If you suffer from migraines, you know how debilitating they can be. One in seven people experience migraine headaches, ranking the affliction among the top ten causes of disability. While there are many different types of migraines, and many triggers that have been identified, there is really no specific cause for migraines, and they are often misdiagnosed or go unrecognized by those who suffer from them.
The condition seems to spring from a combination of genetic and environmental factors. It is not just a headache: A migraine often is accompanied by disabling symptoms like nausea and vomiting, difficulty speaking, and an aversion to light and noise. The headache can be throbbing and last for hours or days.
Until recently, there was little we could do to prevent migraines. The first new class of prescription drugs was approved last month by the FDA, but these may only reduce the frequency of headaches.
For a more holistic approach to treating your migraines, try some of these home remedies:
1. Put an ice pack on your forehead, scalp, or neck to get pain relief. Experts aren't sure exactly why it works, but reducing the flow of blood might be part of it. You can also try a frozen gel pack or a wash cloth that's been rinsed in cold water.
2. Try over-the-counter drugs like ibuprofen and naproxen. They cut down the inflammation that makes your head hurt. You can also buy migraine remedies that have a mix of acetaminophen and aspirin.
3. Caffeine - This ingredient in coffee and some other foods and drinks may give you some mild relief. It could also help your body absorb some migraine drugs faster. Be cautious, however, as you can easily become dependent on your caffeine jolt, which can lead to withdrawal symptoms like fatigue and more headaches.
4. Find a dark, quiet room. Bright light and loud noises can make your headache worse. So find a spot away from the action and pull down the shades when you've got a migraine. It can help speed up your recovery.
5. Regular exercise while feeling well may help prevent the onset of migraines, as exercise releases endorphins, chemicals that fight pain. Exercise also eases stress and helps you sleep better. During a migraine episode, however, you should avoid exercise as it can exacerbate your pain.
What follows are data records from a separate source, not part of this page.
impl Store {
    /// Connect to the configured database.
    ///
    /// The driver name is validated before anything touches the network so a
    /// typo in the config fails fast with a clear error.
    ///
    /// # Errors
    /// `UnknownDriver` for anything but `postgres`, `InvalidDsn` when the
    /// DSN does not parse, `Connect` when the pool cannot be established.
    pub async fn connect(driver: &str, dsn: &str) -> Result<Self, StoreError> {
        if driver != DRIVER_POSTGRES {
            return Err(StoreError::UnknownDriver(driver.to_string()));
        }

        let options =
            PgConnectOptions::from_str(dsn).map_err(|source| StoreError::InvalidDsn { source })?;

        let pool = PgPoolOptions::new()
            .min_connections(1)
            .max_connections(5)
            .max_lifetime(Duration::from_secs(60 * 2))
            .test_before_acquire(true)
            .connect_with(options)
            .await
            .map_err(|source| StoreError::Connect { source })?;

        Ok(Self { pool })
    }

    /// Wrap an existing pool (tests use a lazy pool here).
    #[must_use]
    pub fn from_pool(pool: PgPool) -> Self {
        Self { pool }
    }

    /// Liveness check used by the health endpoint.
    ///
    /// # Errors
    /// Returns the underlying driver error when a connection cannot be
    /// acquired or the ping fails.
    pub async fn ping(&self) -> Result<(), sqlx::Error> {
        use sqlx::Connection;

        let acquire_span = info_span!(
            "db.acquire",
            db.system = "postgresql",
            db.operation = "ACQUIRE"
        );
        let mut conn = self.pool.acquire().instrument(acquire_span).await?;

        let ping_span = info_span!("db.ping", db.system = "postgresql", db.operation = "PING");
        conn.ping().instrument(ping_span).await
    }

    // --- users ---

    pub async fn insert_user(
        &self,
        username: &str,
        hashed_password: &str,
        full_name: &str,
        email: &str,
    ) -> Result<(), sqlx::Error> {
        let query = r"
            INSERT INTO users
                (username, hashed_password, full_name, email, admin, confirmed, created)
            VALUES ($1, $2, $3, $4, false, false, NOW())
        ";
        sqlx::query(query)
            .bind(username)
            .bind(hashed_password)
            .bind(full_name)
            .bind(email)
            .execute(&self.pool)
            .instrument(query_span("INSERT", query))
            .await?;
        Ok(())
    }

    pub async fn password_for(&self, username: &str) -> Result<Option<String>, sqlx::Error> {
        let query = "SELECT hashed_password FROM users WHERE username = $1";
        let row = sqlx::query(query)
            .bind(username)
            .fetch_optional(&self.pool)
            .instrument(query_span("SELECT", query))
            .await?;
        Ok(row.map(|row| row.get("hashed_password")))
    }

    pub async fn user_by_username(
        &self,
        username: &str,
    ) -> Result<Option<UserRecord>, sqlx::Error> {
        let query = r"
            SELECT username, full_name, email, admin, confirmed, created
            FROM users
            WHERE username = $1
        ";
        let row = sqlx::query(query)
            .bind(username)
            .fetch_optional(&self.pool)
            .instrument(query_span("SELECT", query))
            .await?;
        Ok(row.map(|row| user_record(&row)))
    }

    /// Join a login token digest to its user; also returns the token expiry
    /// so the caller can enforce (and clean up) expiration.
    pub async fn user_by_login_token(
        &self,
        hashed_value: &str,
        kind: &str,
    ) -> Result<Option<(UserRecord, DateTime<Utc>)>, sqlx::Error> {
        let query = r"
            SELECT users.username, users.full_name, users.email,
                   users.admin, users.confirmed, users.created,
                   tokens.expires
            FROM tokens
            JOIN users ON users.username = tokens.username
            WHERE tokens.hashed_value = $1
              AND tokens.kind = $2
        ";
        let row = sqlx::query(query)
            .bind(hashed_value)
            .bind(kind)
            .fetch_optional(&self.pool)
            .instrument(query_span("SELECT", query))
            .await?;
        Ok(row.map(|row| (user_record(&row), row.get("expires"))))
    }

    pub async fn username_for_email(&self, email: &str) -> Result<Option<String>, sqlx::Error> {
        let query = "SELECT username FROM users WHERE email = $1";
        let row = sqlx::query(query)
            .bind(email)
            .fetch_optional(&self.pool)
            .instrument(query_span("SELECT", query))
            .await?;
        Ok(row.map(|row| row.get("username")))
    }

    pub async fn user_exists(&self, username: &str) -> Result<bool, sqlx::Error> {
        let query = "SELECT 1 AS present FROM users WHERE username = $1";
        let row = sqlx::query(query)
            .bind(username)
            .fetch_optional(&self.pool)
            .instrument(query_span("SELECT", query))
            .await?;
        Ok(row.is_some())
    }

    pub async fn email_exists(&self, email: &str) -> Result<bool, sqlx::Error> {
        let query = "SELECT 1 AS present FROM users WHERE email = $1";
        let row = sqlx::query(query)
            .bind(email)
            .fetch_optional(&self.pool)
            .instrument(query_span("SELECT", query))
            .await?;
        Ok(row.is_some())
    }

    /// Flip `confirmed` for a user that is not yet confirmed.
    /// Returns the number of rows changed (0 when already confirmed).
    pub async fn set_confirmed(&self, username: &str) -> Result<u64, sqlx::Error> {
        let query = r"
            UPDATE users
            SET confirmed = true
            WHERE username = $1
              AND NOT confirmed
        ";
        let result = sqlx::query(query)
            .bind(username)
            .execute(&self.pool)
            .instrument(query_span("UPDATE", query))
            .await?;
        Ok(result.rows_affected())
    }

    pub async fn update_password(
        &self,
        username: &str,
        hashed_password: &str,
    ) -> Result<u64, sqlx::Error> {
        let query = "UPDATE users SET hashed_password = $2 WHERE username = $1";
        let result = sqlx::query(query)
            .bind(username)
            .bind(hashed_password)
            .execute(&self.pool)
            .instrument(query_span("UPDATE", query))
            .await?;
        Ok(result.rows_affected())
    }

    pub async fn list_users(&self) -> Result<Vec<UserRecord>, sqlx::Error> {
        let query = r"
            SELECT username, full_name, email, admin, confirmed, created
            FROM users
            ORDER BY username
        ";
        let rows = sqlx::query(query)
            .fetch_all(&self.pool)
            .instrument(query_span("SELECT", query))
            .await?;
        Ok(rows.iter().map(user_record).collect())
    }

    // --- tokens ---

    /// Insert a token only when its user exists; a single conditional
    /// statement so there is no lookup/insert window. The affected-row count
    /// tells the caller whether the user was there.
    pub async fn insert_token(
        &self,
        hashed_value: &str,
        kind: &str,
        username: &str,
        expires: DateTime<Utc>,
    ) -> Result<u64, sqlx::Error> {
        let query = r"
            INSERT INTO tokens (hashed_value, kind, username, expires, created)
            SELECT $1, $2, $3, $4, NOW()
            WHERE EXISTS (SELECT 1 FROM users WHERE username = $3)
        ";
        let result = sqlx::query(query)
            .bind(hashed_value)
            .bind(kind)
            .bind(username)
            .bind(expires)
            .execute(&self.pool)
            .instrument(query_span("INSERT", query))
            .await?;
        Ok(result.rows_affected())
    }

    pub async fn token_for(
        &self,
        hashed_value: &str,
        kind: &str,
    ) -> Result<Option<TokenRecord>, sqlx::Error> {
        let query = r"
            SELECT username, expires
            FROM tokens
            WHERE hashed_value = $1
              AND kind = $2
        ";
        let row = sqlx::query(query)
            .bind(hashed_value)
            .bind(kind)
            .fetch_optional(&self.pool)
            .instrument(query_span("SELECT", query))
            .await?;
        Ok(row.map(|row| TokenRecord {
            username: row.get("username"),
            expires: row.get("expires"),
        }))
    }

    /// Delete a token row. The affected-row count is how single-use redeem
    /// races are decided: whoever deletes the row wins it.
    pub async fn delete_token(&self, hashed_value: &str, kind: &str) -> Result<u64, sqlx::Error> {
        let query = "DELETE FROM tokens WHERE hashed_value = $1 AND kind = $2";
        let result = sqlx::query(query)
            .bind(hashed_value)
            .bind(kind)
            .execute(&self.pool)
            .instrument(query_span("DELETE", query))
            .await?;
        Ok(result.rows_affected())
    }

    // --- events ---

    pub async fn insert_event(
        &self,
        name: &str,
        succeeded: bool,
        username: &str,
        message: &str,
    ) -> Result<u64, sqlx::Error> {
        let query = r"
            INSERT INTO events (name, succeeded, username, message)
            VALUES ($1, $2, $3, $4)
        ";
        let result = sqlx::query(query)
            .bind(name)
            .bind(succeeded)
            .bind(username)
            .bind(message)
            .execute(&self.pool)
            .instrument(query_span("INSERT", query))
            .await?;
        Ok(result.rows_affected())
    }

    pub async fn list_events(&self) -> Result<Vec<EventRecord>, sqlx::Error> {
        let query = r"
            SELECT name, succeeded, username, message, created
            FROM events
            ORDER BY created DESC
        ";
        let rows = sqlx::query(query)
            .fetch_all(&self.pool)
            .instrument(query_span("SELECT", query))
            .await?;
        Ok(rows
            .into_iter()
            .map(|row| EventRecord {
                name: row.get("name"),
                succeeded: row.get("succeeded"),
                username: row.get("username"),
                message: row.get("message"),
                created: row.get("created"),
            })
            .collect())
    }

    /// The login before the current one: the most recent successful `login`
    /// event is the session being served, so skip it.
    pub async fn previous_login_event(
        &self,
        username: &str,
    ) -> Result<Option<LastLogin>, sqlx::Error> {
        let query = r"
            SELECT created, message
            FROM events
            WHERE name = 'login'
              AND succeeded = true
              AND username = $1
            ORDER BY created DESC
            LIMIT 1 OFFSET 1
        ";
        let row = sqlx::query(query)
            .bind(username)
            .fetch_optional(&self.pool)
            .instrument(query_span("SELECT", query))
            .await?;
        Ok(row.map(|row| LastLogin {
            at: row.get("created"),
            message: row.get("message"),
        }))
    }
}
6. Ingest magnesium. You can find this mineral in dark-green veggies, whole grains, and nuts. It won't help while you're having a migraine, but some studies show it could prevent one. You can also take it in pill form, but always check with your doctor before you take supplements.
7. Sleep well. Too little sleep can trigger headaches and lower your threshold for pain. Experts suggest 7 to 8 hours per night, and try to maintain the same bed and wake up times daily.
8. Yoga. Exercise that gets your heart pumping can prevent migraines, but it can also be a headache trigger for some people. Yoga, however, with its slower movements, is a safe alternative. Research shows that regular yoga sessions cut the number of attacks you get and make them less intense when they do happen.
9. Take Vitamin B12, also called riboflavin, found in milk, cheese, fish, and chicken. You can also take it as a pill. Studies show it may help you prevent migraines.
10. Manage your triggers: Your migraines are sometimes set off by the food you eat or the conditions around you. Find out what brings on your pain and avoid it. Some common trouble spots on the menu are red wine, aged cheese, and cured meats. Bright lights, staying at a high altitude, and strong odors can also be issues.
11. Butterbur- People have used this plant for years to treat pain and researchers have found that taking the extract reduced the number and intensity of headaches for some people.